What needs to be done ▸
In the response, the entries must appear exactly as supplied.

::::

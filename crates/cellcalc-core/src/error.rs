//! Error types for cellcalc core.

use cellcalc_engine::engine::{InvalidCellId, ResolveError};
use thiserror::Error;

/// Errors that can occur in the cellcalc store and service layer
#[derive(Error, Debug)]
pub enum CellcalcError {
    #[error("IO error: {0}")]
    Io(#[from] std::io::Error),

    #[error(transparent)]
    InvalidCellId(#[from] InvalidCellId),

    #[error("Cell {0:?} not found")]
    NotFound(String),

    #[error("SQLite error: {0}")]
    Sqlite(#[from] rusqlite::Error),

    #[error("HTTP error: {0}")]
    Http(#[from] reqwest::Error),

    #[error("Remote store returned HTTP {status} for {url}")]
    RemoteStatus { status: u16, url: String },

    #[error("JSON error: {0}")]
    Json(#[from] serde_json::Error),

    #[error("Evaluator returned no result for {expression:?}: {reason}")]
    Evaluation { expression: String, reason: String },

    #[error("Configuration error: {0}")]
    Config(String),

    #[error("Cell store lock poisoned")]
    LockPoisoned,

    #[error("Cell store unavailable: {0}")]
    Store(Box<CellcalcError>),
}

impl CellcalcError {
    pub fn is_not_found(&self) -> bool {
        matches!(self, CellcalcError::NotFound(_))
    }
}

impl From<ResolveError<CellcalcError>> for CellcalcError {
    fn from(err: ResolveError<CellcalcError>) -> Self {
        match err {
            ResolveError::NotFound(id) => CellcalcError::NotFound(id),
            ResolveError::Source(source) => CellcalcError::Store(Box::new(source)),
        }
    }
}

pub type Result<T> = std::result::Result<T, CellcalcError>;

::::

Reply ▸
filename crates/cellcalc-core/src/error.rs
//! Error types for cellcalc core.

use cellcalc_engine::engine::{InvalidCellId, ResolveError};
use thiserror::Error;

/// Errors that can occur in the cellcalc store and service layer
#[derive(Error, Debug)]
pub enum CellcalcError {
    #[error("IO error: {0}")]
    Io(#[from] std::io::Error),

    #[error(transparent)]
    InvalidCellId(#[from] InvalidCellId),

    #[error("Cell {0:?} not found")]
    NotFound(String),

    #[error("SQLite error: {0}")]
    Sqlite(#[from] rusqlite::Error),

    #[error("HTTP error: {0}")]
    Http(#[from] reqwest::Error),

    #[error("Remote store returned HTTP {status} for {url}")]
    RemoteStatus { status: u16, url: String },

    #[error("JSON error: {0}")]
    Json(#[from] serde_json::Error),

    #[error("Evaluator returned no result for {expression:?}: {reason}")]
    Evaluation { expression: String, reason: String },

    #[error("Configuration error: {0}")]
    Config(String),

    #[error("Cell store lock poisoned")]
    LockPoisoned,

    #[error("Cell store unavailable: {0}")]
    Store(Box<CellcalcError>),
}

impl CellcalcError {
    pub fn is_not_found(&self) -> bool {
        matches!(self, CellcalcError::NotFound(_))
    }
}

impl From<ResolveError<CellcalcError>> for CellcalcError {
    fn from(err: ResolveError<CellcalcError>) -> Self {
        match err {
            ResolveError::NotFound(id) => CellcalcError::NotFound(id),
            ResolveError::Source(source) => CellcalcError::Store(Box::new(source)),
        }
    }
}

pub type Result<T> = std::result::Result<T, CellcalcError>;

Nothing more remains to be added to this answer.